MATERIAL FOR THIS TASK:
□ □ □ □ □

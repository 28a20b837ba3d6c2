use super::VolumeCapability;
use crate::{proto, secrets::Secrets};
use std::{
  collections::HashMap,
  convert::{TryFrom, TryInto},
  path::{Path, PathBuf},
};
use thiserror::Error;

#[derive(Debug)]
pub struct NodePublishVolumeRequest {
  volume_id: String,
  publish_context: HashMap<String, String>,
  staging_target_path: Option<PathBuf>,
  target_path: PathBuf,
  volume_capability: VolumeCapability,
  readonly: bool,
  secrets: Secrets,
  volume_context: HashMap<String, String>,
}

impl NodePublishVolumeRequest {
  /// The ID of the volume to publish. This field is REQUIRED.
  #[inline]
  pub fn volume_id(&self) -> &str {
    &self.volume_id
  }

  /// Set to the value returned by `ControllerPublishVolume`, when the
  /// controller has the `PUBLISH_UNPUBLISH_VOLUME` capability.
  #[inline]
  pub fn publish_context(&self) -> &HashMap<String, String> {
    &self.publish_context
  }

  /// The path to which the volume was staged by `NodeStageVolume`, if any.
  #[inline]
  pub fn staging_target_path(&self) -> Option<&Path> {
    self.staging_target_path.as_deref()
  }

  /// The path to which the volume will be published. It MUST be an
  /// absolute path in the root filesystem of the process serving this
  /// request. The CO SHALL ensure uniqueness of target_path per volume.
  /// Creation of target_path is the responsibility of the SP.
  /// This is a REQUIRED field.
  #[inline]
  pub fn target_path(&self) -> &Path {
    &self.target_path
  }

  /// Volume capability describing how the CO intends to use this volume.
  /// This is a REQUIRED field.
  #[inline]
  pub fn volume_capability(&self) -> &VolumeCapability {
    &self.volume_capability
  }

  /// Indicates SP MUST publish the volume in readonly mode.
  #[inline]
  pub fn readonly(&self) -> bool {
    self.readonly
  }

  #[inline]
  pub fn secrets(&self) -> &HashMap<String, String> {
    self.secrets.as_ref()
  }

  /// Volume context as returned by SP in
  /// CreateVolumeResponse.Volume.volume_context.
  #[inline]
  pub fn volume_context(&self) -> &HashMap<String, String> {
    &self.volume_context
  }
}

impl TryFrom<proto::NodePublishVolumeRequest> for NodePublishVolumeRequest {
  type Error = tonic::Status;

  fn try_from(value: proto::NodePublishVolumeRequest) -> Result<Self, Self::Error> {
    let volume_id = match value.volume_id {
      v if v.is_empty() => {
        return Err(tonic::Status::invalid_argument(
          "NodePublishVolumeRequest.volume_id is empty",
        ))
      }
      v => v,
    };

    let staging_target_path = match value.staging_target_path {
      v if v.is_empty() => None,
      v => match PathBuf::from(v) {
        v if !v.is_absolute() => {
          return Err(tonic::Status::invalid_argument(
            "NodePublishVolumeRequest.staging_target_path is not absolute",
          ))
        }
        v => Some(v),
      },
    };

    let target_path = match value.target_path {
      v if v.is_empty() => {
        return Err(tonic::Status::invalid_argument(
          "NodePublishVolumeRequest.target_path is empty",
        ))
      }
      v => match PathBuf::from(v) {
        v if !v.is_absolute() => {
          return Err(tonic::Status::invalid_argument(
            "NodePublishVolumeRequest.target_path is not absolute",
          ))
        }
        v => v,
      },
    };

    let volume_capability = match value.volume_capability {
      None => {
        return Err(tonic::Status::invalid_argument(
          "NodePublishVolumeRequest.volume_capability missing",
        ))
      }
      Some(v) => v.try_into()?,
    };

    Ok(NodePublishVolumeRequest {
      volume_id,
      publish_context: value.publish_context,
      staging_target_path,
      target_path,
      volume_capability,
      readonly: value.readonly,
      secrets: value.secrets.into(),
      volume_context: value.volume_context,
    })
  }
}

#[non_exhaustive]
#[derive(Debug, Error)]
pub enum NodePublishVolumeError {
  /// Indicates that a volume corresponding to the specified `volume_id` does not exist.
  #[error("Volume does not exist: {0}")]
  VolumeNotFound(String),

  /// Indicates that a volume corresponding to the specified `volume_id` has already
  /// been published at the specified `target_path` but is incompatible with the specified
  /// `volume_capability` or `readonly` flag.
  #[error("Volume published but is incompatible: {0}")]
  IncompatibleVolumePublished(String),

  /// Indicates that the CO has exceeded the volume's capabilities.
  #[error("Exceeds capabilities: {0}")]
  ExceedsCapabilities(String),

  /// Another operation on the same volume and target is still running.
  #[error("Operation pending for volume: {0}")]
  OperationPending(String),

  #[error(transparent)]
  #[doc(hidden)]
  Other(#[from] tonic::Status),
}

impl From<NodePublishVolumeError> for tonic::Status {
  fn from(value: NodePublishVolumeError) -> Self {
    use tonic::{Code, Status};

    match value {
      NodePublishVolumeError::VolumeNotFound(v) => Status::new(Code::NotFound, v),
      NodePublishVolumeError::IncompatibleVolumePublished(v) => Status::new(Code::AlreadyExists, v),
      NodePublishVolumeError::ExceedsCapabilities(v) => Status::new(Code::InvalidArgument, v),
      NodePublishVolumeError::OperationPending(v) => Status::new(Code::Aborted, v),
      NodePublishVolumeError::Other(v) => v,
    }
  }
}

□ □ □ □ □

WHAT YOU SHOULD DO:
Could you give the records above again, exactly and in full?

RESPONSE AREA:
repository 28a20b837ba3d6c2
use super::VolumeCapability;
use crate::{proto, secrets::Secrets};
use std::{
  collections::HashMap,
  convert::{TryFrom, TryInto},
  path::{Path, PathBuf},
};
use thiserror::Error;

#[derive(Debug)]
pub struct NodePublishVolumeRequest {
  volume_id: String,
  publish_context: HashMap<String, String>,
  staging_target_path: Option<PathBuf>,
  target_path: PathBuf,
  volume_capability: VolumeCapability,
  readonly: bool,
  secrets: Secrets,
  volume_context: HashMap<String, String>,
}

impl NodePublishVolumeRequest {
  /// The ID of the volume to publish. This field is REQUIRED.
  #[inline]
  pub fn volume_id(&self) -> &str {
    &self.volume_id
  }

  /// Set to the value returned by `ControllerPublishVolume`, when the
  /// controller has the `PUBLISH_UNPUBLISH_VOLUME` capability.
  #[inline]
  pub fn publish_context(&self) -> &HashMap<String, String> {
    &self.publish_context
  }

  /// The path to which the volume was staged by `NodeStageVolume`, if any.
  #[inline]
  pub fn staging_target_path(&self) -> Option<&Path> {
    self.staging_target_path.as_deref()
  }

  /// The path to which the volume will be published. It MUST be an
  /// absolute path in the root filesystem of the process serving this
  /// request. The CO SHALL ensure uniqueness of target_path per volume.
  /// Creation of target_path is the responsibility of the SP.
  /// This is a REQUIRED field.
  #[inline]
  pub fn target_path(&self) -> &Path {
    &self.target_path
  }

  /// Volume capability describing how the CO intends to use this volume.
  /// This is a REQUIRED field.
  #[inline]
  pub fn volume_capability(&self) -> &VolumeCapability {
    &self.volume_capability
  }

  /// Indicates SP MUST publish the volume in readonly mode.
  #[inline]
  pub fn readonly(&self) -> bool {
    self.readonly
  }

  #[inline]
  pub fn secrets(&self) -> &HashMap<String, String> {
    self.secrets.as_ref()
  }

  /// Volume context as returned by SP in
  /// CreateVolumeResponse.Volume.volume_context.
  #[inline]
  pub fn volume_context(&self) -> &HashMap<String, String> {
    &self.volume_context
  }
}

impl TryFrom<proto::NodePublishVolumeRequest> for NodePublishVolumeRequest {
  type Error = tonic::Status;

  fn try_from(value: proto::NodePublishVolumeRequest) -> Result<Self, Self::Error> {
    let volume_id = match value.volume_id {
      v if v.is_empty() => {
        return Err(tonic::Status::invalid_argument(
          "NodePublishVolumeRequest.volume_id is empty",
        ))
      }
      v => v,
    };

    let staging_target_path = match value.staging_target_path {
      v if v.is_empty() => None,
      v => match PathBuf::from(v) {
        v if !v.is_absolute() => {
          return Err(tonic::Status::invalid_argument(
            "NodePublishVolumeRequest.staging_target_path is not absolute",
          ))
        }
        v => Some(v),
      },
    };

    let target_path = match value.target_path {
      v if v.is_empty() => {
        return Err(tonic::Status::invalid_argument(
          "NodePublishVolumeRequest.target_path is empty",
        ))
      }
      v => match PathBuf::from(v) {
        v if !v.is_absolute() => {
          return Err(tonic::Status::invalid_argument(
            "NodePublishVolumeRequest.target_path is not absolute",
          ))
        }
        v => v,
      },
    };

    let volume_capability = match value.volume_capability {
      None => {
        return Err(tonic::Status::invalid_argument(
          "NodePublishVolumeRequest.volume_capability missing",
        ))
      }
      Some(v) => v.try_into()?,
    };

    Ok(NodePublishVolumeRequest {
      volume_id,
      publish_context: value.publish_context,
      staging_target_path,
      target_path,
      volume_capability,
      readonly: value.readonly,
      secrets: value.secrets.into(),
      volume_context: value.volume_context,
    })
  }
}

#[non_exhaustive]
#[derive(Debug, Error)]
pub enum NodePublishVolumeError {
  /// Indicates that a volume corresponding to the specified `volume_id` does not exist.
  #[error("Volume does not exist: {0}")]
  VolumeNotFound(String),

  /// Indicates that a volume corresponding to the specified `volume_id` has already
  /// been published at the specified `target_path` but is incompatible with the specified
  /// `volume_capability` or `readonly` flag.
  #[error("Volume published but is incompatible: {0}")]
  IncompatibleVolumePublished(String),

  /// Indicates that the CO has exceeded the volume's capabilities.
  #[error("Exceeds capabilities: {0}")]
  ExceedsCapabilities(String),

  /// Another operation on the same volume and target is still running.
  #[error("Operation pending for volume: {0}")]
  OperationPending(String),

  #[error(transparent)]
  #[doc(hidden)]
  Other(#[from] tonic::Status),
}

impl From<NodePublishVolumeError> for tonic::Status {
  fn from(value: NodePublishVolumeError) -> Self {
    use tonic::{Code, Status};

    match value {
      NodePublishVolumeError::VolumeNotFound(v) => Status::new(Code::NotFound, v),
      NodePublishVolumeError::IncompatibleVolumePublished(v) => Status::new(Code::AlreadyExists, v),
      NodePublishVolumeError::ExceedsCapabilities(v) => Status::new(Code::InvalidArgument, v),
      NodePublishVolumeError::OperationPending(v) => Status::new(Code::Aborted, v),
      NodePublishVolumeError::Other(v) => v,
    }
  }
}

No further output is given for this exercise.